* Activity *
Take every line containing "enum" out of the records.
*** Block opens ***
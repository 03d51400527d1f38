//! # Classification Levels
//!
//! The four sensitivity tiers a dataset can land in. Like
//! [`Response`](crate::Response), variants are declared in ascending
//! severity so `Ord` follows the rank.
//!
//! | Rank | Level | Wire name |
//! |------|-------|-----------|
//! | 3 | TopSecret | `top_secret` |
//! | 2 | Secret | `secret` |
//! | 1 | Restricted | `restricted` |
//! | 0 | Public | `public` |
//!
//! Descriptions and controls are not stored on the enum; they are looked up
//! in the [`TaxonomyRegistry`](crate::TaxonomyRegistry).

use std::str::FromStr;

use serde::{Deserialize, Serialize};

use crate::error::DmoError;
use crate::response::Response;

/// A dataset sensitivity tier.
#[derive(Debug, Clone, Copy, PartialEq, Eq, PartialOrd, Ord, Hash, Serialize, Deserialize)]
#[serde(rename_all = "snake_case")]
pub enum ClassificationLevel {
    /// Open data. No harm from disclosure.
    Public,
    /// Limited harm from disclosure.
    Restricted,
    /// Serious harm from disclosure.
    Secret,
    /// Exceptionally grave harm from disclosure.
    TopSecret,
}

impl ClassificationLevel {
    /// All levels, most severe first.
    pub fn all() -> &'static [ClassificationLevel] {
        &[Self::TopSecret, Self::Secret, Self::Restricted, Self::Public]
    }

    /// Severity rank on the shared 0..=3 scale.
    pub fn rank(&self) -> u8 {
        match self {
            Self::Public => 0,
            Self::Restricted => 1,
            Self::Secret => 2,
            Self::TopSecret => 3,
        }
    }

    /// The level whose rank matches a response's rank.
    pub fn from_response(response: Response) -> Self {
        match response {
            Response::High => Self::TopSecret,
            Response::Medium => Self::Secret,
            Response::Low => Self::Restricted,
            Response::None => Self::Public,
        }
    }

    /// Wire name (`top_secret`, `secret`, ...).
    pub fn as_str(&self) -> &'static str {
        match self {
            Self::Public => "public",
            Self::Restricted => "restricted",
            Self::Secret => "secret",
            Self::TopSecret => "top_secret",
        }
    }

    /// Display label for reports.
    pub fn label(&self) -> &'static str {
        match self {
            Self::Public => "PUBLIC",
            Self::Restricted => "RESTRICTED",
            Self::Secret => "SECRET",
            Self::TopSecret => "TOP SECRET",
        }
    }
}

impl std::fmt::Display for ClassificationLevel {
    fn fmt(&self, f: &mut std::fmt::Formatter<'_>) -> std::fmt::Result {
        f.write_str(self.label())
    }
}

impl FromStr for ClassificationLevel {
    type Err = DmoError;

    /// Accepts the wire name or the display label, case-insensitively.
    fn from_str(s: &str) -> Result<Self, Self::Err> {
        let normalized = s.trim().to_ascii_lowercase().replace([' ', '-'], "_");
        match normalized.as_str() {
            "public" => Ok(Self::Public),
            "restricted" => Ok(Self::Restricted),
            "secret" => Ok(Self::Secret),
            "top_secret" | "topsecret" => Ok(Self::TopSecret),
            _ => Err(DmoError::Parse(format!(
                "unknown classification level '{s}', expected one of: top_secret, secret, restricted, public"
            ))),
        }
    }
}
*** Block closes ***
* Result of this task *
//! Descriptions and controls are not stored on the enum; they are looked up
pub enum ClassificationLevel {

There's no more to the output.